//! Command-line parsing for `capctl`.
//!
//! The command line is parsed with clap into a [`CliInvocation`]; `run`
//! arguments become a [`RunRequest`]. Typed options come first. Everything
//! after the first workload parameter is a workload parameter, so a workload
//! type's parameters need no registration here and may reuse option names:
//!
//! ```text
//! capctl run webservice -n frontend -e dev --port=80 --image nginx --debug
//! ```

use clap::{Args, Parser, Subcommand};
use thiserror::Error;

use crate::error::ErrorKind;
use crate::params::RawParam;
use crate::plane::RunRequest;

/// Environment used by `run` when `-e` is not given.
pub const DEFAULT_ENV: &str = "default";

/// Value given to a workload parameter written as a bare switch.
pub const SWITCH_VALUE: &str = "true";

/// Discover, inspect and run workload capabilities.
#[derive(Debug, Parser)]
#[command(name = "capctl", version, about = "Capability control-plane client")]
pub struct Cli {
    #[command(subcommand)]
    pub command: Command,
}

/// Available CLI commands.
#[derive(Debug, Subcommand)]
pub enum Command {
    /// List traits, optionally for one workload type.
    #[command(alias = "trait")]
    Traits {
        /// Only traits that apply to this workload type.
        #[arg(short, long)]
        workload: Option<String>,
    },
    /// List workload types.
    #[command(alias = "workload")]
    Workloads,
    /// Show one workload type by name or short alias.
    Show {
        name: String,
    },
    /// Stage or apply a workload.
    Run(RunArgs),
    /// List environments.
    #[command(alias = "env")]
    Envs,
    /// Print the version.
    Version,
}

#[derive(Debug, Args)]
pub struct RunArgs {
    /// Workload type name or short alias.
    pub workload_type: String,

    /// Resource name (defaults to the app group, then the workload type).
    #[arg(short, long)]
    pub name: Option<String>,

    /// Target environment.
    #[arg(short, long, default_value = DEFAULT_ENV)]
    pub env: String,

    /// Application group.
    #[arg(short, long)]
    pub app: Option<String>,

    /// Render without writing to the store.
    #[arg(short, long)]
    pub staging: bool,

    /// Workload parameters: `--name=value`, `--name value` or `--switch`.
    #[arg(trailing_var_arg = true, allow_hyphen_values = true, value_name = "PARAMS")]
    pub params: Vec<String>,
}

#[derive(Debug, Error)]
pub enum CliError {
    #[error(transparent)]
    Usage(#[from] clap::Error),

    #[error("workload parameter `{0}` must be written as --name[=value]")]
    Parameter(String),
}

/// A fully parsed command line.
#[derive(Debug, Clone, PartialEq, Eq)]
pub enum CliInvocation {
    Traits { workload: String },
    Workloads,
    Show { name: String },
    Run(RunRequest),
    Envs,
    Version,
}

/// Parse `args` (without the program name).
pub fn parse_args<S: AsRef<str>>(args: &[S]) -> Result<CliInvocation, CliError> {
    let cli = Cli::try_parse_from(std::iter::once("capctl").chain(args.iter().map(|a| a.as_ref())))?;
    Ok(match cli.command {
        Command::Traits { workload } => CliInvocation::Traits {
            workload: workload.unwrap_or_default(),
        },
        Command::Workloads => CliInvocation::Workloads,
        Command::Show { name } => CliInvocation::Show { name },
        Command::Run(run) => CliInvocation::Run(run.into_request()?),
        Command::Envs => CliInvocation::Envs,
        Command::Version => CliInvocation::Version,
    })
}

impl RunArgs {
    /// Map onto the request shape shared with the HTTP API.
    pub fn into_request(self) -> Result<RunRequest, CliError> {
        Ok(RunRequest {
            env_name: self.env,
            workload_name: self.name.unwrap_or_default(),
            workload_type: self.workload_type,
            app_group: self.app.unwrap_or_default(),
            staging: self.staging,
            parameters: parse_params(&self.params)?,
        })
    }
}

/// Turn trailing `--name=value`, `--name value` and `--switch` tokens into
/// raw parameters, in order.
fn parse_params(tokens: &[String]) -> Result<Vec<RawParam>, CliError> {
    let mut params = Vec::new();
    let mut iter = tokens.iter().peekable();

    while let Some(token) = iter.next() {
        let body = token
            .strip_prefix("--")
            .filter(|b| !b.is_empty() && !b.starts_with('='))
            .ok_or_else(|| CliError::Parameter(token.clone()))?;

        match body.split_once('=') {
            Some((name, value)) => params.push(RawParam::new(name, value)),
            None => {
                let value = iter
                    .next_if(|next| is_value(next))
                    .map(String::as_str)
                    .unwrap_or(SWITCH_VALUE);
                params.push(RawParam::new(body, value));
            }
        }
    }
    Ok(params)
}

/// A separate value token is neither `--long` nor a short option like `-e`.
/// Negative numbers such as `-1` are values.
fn is_value(token: &str) -> bool {
    let mut chars = token.chars();
    match (chars.next(), chars.next()) {
        (Some('-'), Some(c)) => c.is_ascii_digit() || c == '.',
        _ => true,
    }
}

/// Process exit code for a failed request.
pub fn exit_code(kind: ErrorKind) -> i32 {
    match kind {
        ErrorKind::ValidationError => 2,
        ErrorKind::NotFoundError => 3,
        ErrorKind::RegistryFetchError => 4,
        ErrorKind::KindMismatchError => 5,
        ErrorKind::ApplyError => 6,
        ErrorKind::CancelledError => 130,
    }
}

/// Exit code for a command line that did not parse.
pub const USAGE_EXIT_CODE: i32 = 64;
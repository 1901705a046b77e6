//! Request orchestration: one pass through the control plane.
//!
//! ```text
//! RunRequest
//!   ↓  EnvironmentResolver::resolve()
//!   ↓  CapabilityRegistry::load()          (cluster ∥ local cache)
//!   ↓  params::bind() + overrides + required check
//!   ↓  workload::assemble()
//!   ↓  ApplyPipeline::apply()
//! RunResponse
//! ```
//!
//! The CLI and the HTTP API both build a [`RunRequest`] and call
//! [`ControlPlane::run`]; neither entry point has logic of its own.

use std::future::Future;
use std::sync::Arc;

use chrono::{DateTime, Utc};
use serde::{Deserialize, Serialize};

use crate::capabilities::{
    CapabilityCache, CapabilityDefinition, CapabilityKind, CapabilityRegistry, DirectoryCache,
};
use crate::config::{ConfigError, PlaneConfig};
use crate::env::{EnvironmentContext, EnvironmentResolver};
use crate::error::{PlaneError, ValidationError};
use crate::matcher::{self, TraitApplicability, TraitMeta, WorkloadMeta};
use crate::params::{self, RawParam};
use crate::pipeline::{ApplyPipeline, ApplyResult};
use crate::store::{InMemoryStore, Resource, ResourceStore, WriteAction};
use crate::workload::{self, WorkloadInstance};

/// The logical request both entry points map onto.
#[derive(Debug, Clone, Default, PartialEq, Eq, Serialize, Deserialize)]
#[serde(rename_all = "camelCase")]
pub struct RunRequest {
    pub env_name: String,

    /// Resource name; see [`workload::assemble`] for the fallbacks.
    #[serde(default)]
    pub workload_name: String,

    /// Workload type name or short alias; empty means the environment's
    /// first workload hint.
    #[serde(default)]
    pub workload_type: String,

    #[serde(default)]
    pub app_group: String,

    #[serde(default)]
    pub staging: bool,

    #[serde(default, alias = "flags")]
    pub parameters: Vec<RawParam>,
}

/// Terminal state of a run.
#[derive(Debug, Clone, Copy, PartialEq, Eq, Serialize, Deserialize)]
#[serde(rename_all = "snake_case")]
pub enum RunOutcome {
    /// Rendered only; the store was not written.
    Staged,
    Applied,
}

/// Outcome of a run, with enough identity to display or log.
#[derive(Debug, Clone, PartialEq, Serialize, Deserialize)]
#[serde(rename_all = "camelCase")]
pub struct RunResponse {
    pub outcome: RunOutcome,
    #[serde(default, skip_serializing_if = "Option::is_none")]
    pub action: Option<WriteAction>,
    pub capability: String,
    pub environment: String,
    pub namespace: String,
    pub resource_name: String,
    #[serde(default, skip_serializing_if = "Option::is_none")]
    pub applied_at: Option<DateTime<Utc>>,
    pub resource: Resource,
}

impl RunResponse {
    fn from_result(instance_identity: Identity, result: ApplyResult) -> Self {
        let Identity {
            capability,
            environment,
            namespace,
            name,
        } = instance_identity;
        match result {
            ApplyResult::Staged { resource } => Self {
                outcome: RunOutcome::Staged,
                action: None,
                capability,
                environment,
                namespace,
                resource_name: name,
                applied_at: None,
                resource,
            },
            ApplyResult::Applied {
                resource,
                action,
                applied_at,
            } => Self {
                outcome: RunOutcome::Applied,
                action: Some(action),
                capability,
                environment,
                namespace,
                resource_name: name,
                applied_at: Some(applied_at),
                resource,
            },
        }
    }
}

struct Identity {
    capability: String,
    environment: String,
    namespace: String,
    name: String,
}

impl From<&WorkloadInstance> for Identity {
    fn from(instance: &WorkloadInstance) -> Self {
        Self {
            capability: instance.capability.clone(),
            environment: instance.environment.clone(),
            namespace: instance.namespace.clone(),
            name: instance.name.clone(),
        }
    }
}

/// Explicit request context: the store, the cache and the environments.
///
/// Holds no per-request state; every call rebuilds what it needs.
#[derive(Clone)]
pub struct ControlPlane {
    store: Arc<dyn ResourceStore>,
    cache: Arc<dyn CapabilityCache>,
    environments: EnvironmentResolver,
}

impl ControlPlane {
    pub fn new(
        store: Arc<dyn ResourceStore>,
        cache: Arc<dyn CapabilityCache>,
        environments: EnvironmentResolver,
    ) -> Self {
        Self {
            store,
            cache,
            environments,
        }
    }

    /// Build a plane from configuration: an in-memory store (seeded when
    /// `storeSeed` is set) and a directory cache rooted at `cacheDir`.
    pub fn from_config(config: &PlaneConfig) -> Result<Self, ConfigError> {
        let store = match &config.store_seed {
            Some(seed) => InMemoryStore::from_yaml_file(seed).map_err(|e| {
                ConfigError::Invalid(format!("store seed {}: {}", seed.display(), e))
            })?,
            None => InMemoryStore::new(),
        };

        Ok(Self::new(
            Arc::new(store),
            Arc::new(DirectoryCache::new(&config.cache_dir)),
            EnvironmentResolver::new(config.environments.clone()),
        ))
    }

    pub fn store(&self) -> &Arc<dyn ResourceStore> {
        &self.store
    }

    /// A fresh registry snapshot.
    pub async fn registry(&self) -> Result<CapabilityRegistry, PlaneError> {
        CapabilityRegistry::load(self.store.as_ref(), self.cache.as_ref()).await
    }

    pub async fn list_traits(&self, workload_filter: &str) -> Result<Vec<TraitMeta>, PlaneError> {
        let registry = self.registry().await?;
        Ok(matcher::match_traits(&registry, workload_filter))
    }

    pub async fn list_workloads(&self) -> Result<Vec<WorkloadMeta>, PlaneError> {
        let registry = self.registry().await?;
        Ok(matcher::list_workloads(&registry))
    }

    pub async fn applicability(&self) -> Result<Vec<TraitApplicability>, PlaneError> {
        let registry = self.registry().await?;
        Ok(matcher::applicability(&registry))
    }

    pub async fn get_capability(
        &self,
        kind: CapabilityKind,
        name_or_alias: &str,
    ) -> Result<CapabilityDefinition, PlaneError> {
        let registry = self.registry().await?;
        registry.get(kind, name_or_alias).cloned()
    }

    pub fn environments(&self) -> &[EnvironmentContext] {
        self.environments.list()
    }

    pub fn environment(&self, name: &str) -> Result<EnvironmentContext, PlaneError> {
        self.environments.resolve(name)
    }

    /// Run a request to completion.
    pub async fn run(&self, request: RunRequest) -> Result<RunResponse, PlaneError> {
        let (pipeline, instance) = self.prepare(request).await?;
        let identity = Identity::from(&instance);
        let result = pipeline.apply(instance).await?;
        Ok(RunResponse::from_result(identity, result))
    }

    /// Run a request, giving up when `cancelled` completes before the store
    /// write does.
    pub async fn run_until<F>(
        &self,
        request: RunRequest,
        cancelled: F,
    ) -> Result<RunResponse, PlaneError>
    where
        F: Future<Output = ()>,
    {
        let (pipeline, instance) = self.prepare(request).await?;
        let identity = Identity::from(&instance);
        let result = pipeline.apply_until(instance, cancelled).await?;
        Ok(RunResponse::from_result(identity, result))
    }

    /// Everything up to, but excluding, the store write.
    async fn prepare(
        &self,
        request: RunRequest,
    ) -> Result<(ApplyPipeline, WorkloadInstance), PlaneError> {
        let env = self.environments.resolve(&request.env_name)?;

        let workload_type = if request.workload_type.is_empty() {
            env.workload_hints.first().cloned().ok_or_else(|| {
                ValidationError::new(
                    "workloadType",
                    format!("no workload type given and environment `{}` has no hint", env.name),
                )
            })?
        } else {
            request.workload_type.clone()
        };

        let registry = self.registry().await?;
        let capability = registry.get(CapabilityKind::Workload, &workload_type)?;

        let mut config = params::bind(capability, &request.parameters)?;
        config.apply_overrides(capability, &env.overrides)?;
        config.ensure_required(capability)?;

        let instance = workload::assemble(
            capability,
            config,
            &env,
            &request.workload_name,
            &request.app_group,
            request.staging,
        )?;
        log::debug!(
            "Assembled {} (staging={}) for environment {}",
            instance.key(),
            instance.staging,
            env.name
        );

        Ok((ApplyPipeline::new(self.store.clone()), instance))
    }
}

EXERCISE DETAILS = In how many lines of the data above does the word "Future" occur? Only the number is wanted.

EXERCISE ANSWER = 2